Intro to the show: The announcing team of Zach Davis and Erin Robbins (5/10) summarize the card. They explain the rules to Ultimate Showdown. It confuses my image consultant, so I rearticulate. Still no good. My trainer tries, using a flow chart. Nope. I’m starting to question my decision to take her advice on this social media thing.
Eric Price Segment: US champion and EPPW owner Eric Price comes out. He talks about how he’s going to have a street fight with one half of the tag team champions Ana Valentine next week on Slam. Considering that the stakes to the match involve ass kissing and diaper wearing, I’m going on record now and saying this better not be what keeps my debut out of the main event. Price is going to introduce some woman I don’t know to his stable of flunkies, when one of his old flunkies, Davey Ortega, comes out. I think he used to own the company himself at one time. The more things change, right? He’s warning Price about something, and now there’s a woman (6/10) on the Titantron. She’s talking, but I can’t make out a word she’s saying. I don’t think it’s in English. But it’s clear she’s trying to scare this Ortega guy by carving up some other dude and stomping on his head with what are definitely not “fuck me” boots.
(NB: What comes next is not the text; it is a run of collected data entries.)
//! Leaf actions: the host-supplied work units a behavior tree drives.
//!
//! An action is a three-phase callback protocol. `on_start` fires once
//! when the owning leaf is selected, `on_update(dt)` fires every tick
//! until it reports completion, and `on_terminate` fires if the action is
//! aborted mid-run (preemption). The runtime assumes callbacks never call
//! back into the tree.

use crate::BehaviorError;

/// Per-tick work callback. Returns `true` once the action has finished.
pub type UpdateFn = Box<dyn FnMut(f32) -> bool>;

/// Edge callback for the start/terminate transitions.
pub type EffectFn = Box<dyn FnMut()>;

/// Action status. Separate from the node state enum because an action
/// that has been terminated or never selected is merely inactive, not
/// uninitialized tree structure.
#[derive(Clone, Copy, Debug, Default, Eq, PartialEq)]
pub enum ActionState {
    #[default]
    Inactive,
    Running,
    Paused,
    Finished,
}

impl ActionState {
    pub(crate) fn label(self) -> &'static str {
        match self {
            ActionState::Inactive => "inactive",
            ActionState::Running => "running",
            ActionState::Paused => "paused",
            ActionState::Finished => "finished",
        }
    }
}

/// The callback triple an [`Action`] is built from.
///
/// `on_update` is required; the edges are optional. Definitions carry
/// boxed closures, so they are attached to a [`crate::NodeDef`]
/// programmatically rather than parsed from JSON.
pub struct ActionDef {
    pub name: String,
    pub on_start: Option<EffectFn>,
    pub on_update: UpdateFn,
    pub on_terminate: Option<EffectFn>,
}

impl std::fmt::Debug for ActionDef {
    fn fmt(&self, f: &mut std::fmt::Formatter<'_>) -> std::fmt::Result {
        f.debug_struct("ActionDef")
            .field("name", &self.name)
            .field("on_start", &self.on_start.is_some())
            .field("on_update", &"<fn>")
            .field("on_terminate", &self.on_terminate.is_some())
            .finish()
    }
}

impl ActionDef {
    pub fn new(name: impl Into<String>, on_update: impl FnMut(f32) -> bool + 'static) -> Self {
        Self {
            name: name.into(),
            on_start: None,
            on_update: Box::new(on_update),
            on_terminate: None,
        }
    }
}

/// A live action: the callback triple plus its lifecycle state.
pub struct Action {
    name: String,
    state: ActionState,
    on_start: Option<EffectFn>,
    on_update: UpdateFn,
    on_terminate: Option<EffectFn>,
}

impl Action {
    pub fn new(def: ActionDef) -> Self {
        Self {
            name: def.name,
            state: ActionState::Inactive,
            on_start: def.on_start,
            on_update: def.on_update,
            on_terminate: def.on_terminate,
        }
    }

    pub fn name(&self) -> &str {
        &self.name
    }

    pub fn state(&self) -> ActionState {
        self.state
    }

    fn expect(&self, state: ActionState, op: &'static str) -> Result<(), BehaviorError> {
        if self.state == state {
            Ok(())
        } else {
            Err(BehaviorError::InvalidState {
                op,
                name: self.name.clone(),
                state: self.state.label(),
            })
        }
    }

    /// Begins running the action, firing `on_start` if one was provided.
    /// The action must be inactive.
    pub fn start(&mut self) -> Result<(), BehaviorError> {
        self.expect(ActionState::Inactive, "start")?;
        self.begin();
        Ok(())
    }

    /// Runs `on_update` for one tick. Does nothing unless the action is
    /// running; returns the state afterwards either way.
    pub fn update(&mut self, dt: f32) -> ActionState {
        if self.state == ActionState::Running {
            self.state = if (self.on_update)(dt) {
                ActionState::Finished
            } else {
                ActionState::Running
            };
        }
        self.state
    }

    /// Aborts a running action, firing `on_terminate` if one was
    /// provided, and returns it to inactive.
    pub fn terminate(&mut self) -> Result<(), BehaviorError> {
        self.expect(ActionState::Running, "terminate")?;
        self.halt();
        Ok(())
    }

    /// Pauses a running action. It will not be updated while paused.
    pub fn pause(&mut self) -> Result<(), BehaviorError> {
        self.expect(ActionState::Running, "pause")?;
        self.state = ActionState::Paused;
        Ok(())
    }

    /// Resumes a paused action.
    pub fn resume(&mut self) -> Result<(), BehaviorError> {
        self.expect(ActionState::Paused, "resume")?;
        self.state = ActionState::Running;
        Ok(())
    }

    /// Returns a finished action to inactive so it can run again.
    pub fn reset(&mut self) -> Result<(), BehaviorError> {
        self.expect(ActionState::Finished, "reset")?;
        self.state = ActionState::Inactive;
        Ok(())
    }

    // The tick path has already checked every precondition by the time it
    // touches an action, so it uses these infallible transitions instead
    // of unwrapping the public ones.

    pub(crate) fn begin(&mut self) {
        debug_assert_eq!(self.state, ActionState::Inactive);
        self.state = ActionState::Running;
        if let Some(f) = self.on_start.as_mut() {
            f();
        }
    }

    pub(crate) fn halt(&mut self) {
        if let Some(f) = self.on_terminate.as_mut() {
            f();
        }
        self.state = ActionState::Inactive;
    }

    pub(crate) fn suspend(&mut self) {
        debug_assert_eq!(self.state, ActionState::Running);
        self.state = ActionState::Paused;
    }

    pub(crate) fn unsuspend(&mut self) {
        debug_assert_eq!(self.state, ActionState::Paused);
        self.state = ActionState::Running;
    }

    pub(crate) fn clear(&mut self) {
        debug_assert_eq!(self.state, ActionState::Finished);
        self.state = ActionState::Inactive;
    }
}

#[cfg(test)]
mod tests {
    use std::cell::Cell;
    use std::rc::Rc;

    use super::*;

    fn counting_action(updates_to_finish: u32) -> (Action, Rc<Cell<u32>>, Rc<Cell<u32>>) {
        let updates = Rc::new(Cell::new(0));
        let terminates = Rc::new(Cell::new(0));
        let mut def = ActionDef::new("mock", {
            let updates = updates.clone();
            move |_dt| {
                updates.set(updates.get() + 1);
                updates.get() >= updates_to_finish
            }
        });
        def.on_terminate = Some(Box::new({
            let terminates = terminates.clone();
            move || terminates.set(terminates.get() + 1)
        }));
        (Action::new(def), updates, terminates)
    }

    #[test]
    fn lifecycle() {
        let (mut action, updates, _) = counting_action(2);
        assert_eq!(action.state(), ActionState::Inactive);

        action.start().unwrap();
        assert_eq!(action.state(), ActionState::Running);

        assert_eq!(action.update(0.016), ActionState::Running);
        assert_eq!(action.update(0.016), ActionState::Finished);
        assert_eq!(updates.get(), 2);

        // finished actions ignore further updates
        assert_eq!(action.update(0.016), ActionState::Finished);
        assert_eq!(updates.get(), 2);

        action.reset().unwrap();
        assert_eq!(action.state(), ActionState::Inactive);
    }

    #[test]
    fn strict_preconditions() {
        let (mut action, ..) = counting_action(1);

        assert!(matches!(
            action.terminate(),
            Err(BehaviorError::InvalidState { op: "terminate", .. })
        ));
        assert!(action.pause().is_err());
        assert!(action.resume().is_err());
        assert!(action.reset().is_err());

        action.start().unwrap();
        assert!(matches!(
            action.start(),
            Err(BehaviorError::InvalidState { op: "start", .. })
        ));
    }

    #[test]
    fn terminate_fires_callback() {
        let (mut action, updates, terminates) = counting_action(10);
        action.start().unwrap();
        action.update(0.016);
        action.terminate().unwrap();

        assert_eq!(action.state(), ActionState::Inactive);
        assert_eq!(updates.get(), 1);
        assert_eq!(terminates.get(), 1);

        // terminated actions can be restarted from scratch
        action.start().unwrap();
        assert_eq!(action.state(), ActionState::Running);
    }

    #[test]
    fn pause_blocks_updates() {
        let (mut action, updates, _) = counting_action(10);
        action.start().unwrap();
        action.pause().unwrap();

        assert_eq!(action.update(0.016), ActionState::Paused);
        assert_eq!(updates.get(), 0);

        action.resume().unwrap();
        assert_eq!(action.update(0.016), ActionState::Running);
        assert_eq!(updates.get(), 1);
    }

    #[test]
    fn start_fires_callback() {
        let started = Rc::new(Cell::new(false));
        let mut def = ActionDef::new("mock", |_| true);
        def.on_start = Some(Box::new({
            let started = started.clone();
            move || started.set(true)
        }));

        let mut action = Action::new(def);
        action.start().unwrap();
        assert!(started.get());
    }
}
More like “don’t fuck with me” boots. Anyway, while Ortega is distracted another member of Bravado, People’s Champion Steeltoe Joe, enters the ring and kills him. I think. Aren’t all these people on the same side?
Tyler Walker/Biohazard vs Kira Sakazaki/Mariko vs The Big Time Jerks vs Hugs & Stitches: This is a fatal four way tag team match where one of the teams is a guy with a stuffed bear. That should tell you all you need to know about the state of WCF’s tag division. The guy in question, a huge dude called Arkham, comes out first. Then it’s the Southern Mafia, which includes Adam Young and two guys I never heard of. Tyler Walker, who’s more juiced than Tropicana, appears, followed by his partner Biohazard. Since he’s made of toxic waste and the Pay Per View is in New Jersey, he gets the usual hometown pop. International Champion Kira Shasta McNasty and his fiancé Mariko (6/10) are the final entrants. They have a quick match, with lots of back and forth. The Japanese Imports win when Kira pins Arkham. Should have made it easier on himself and pinned the damn bear.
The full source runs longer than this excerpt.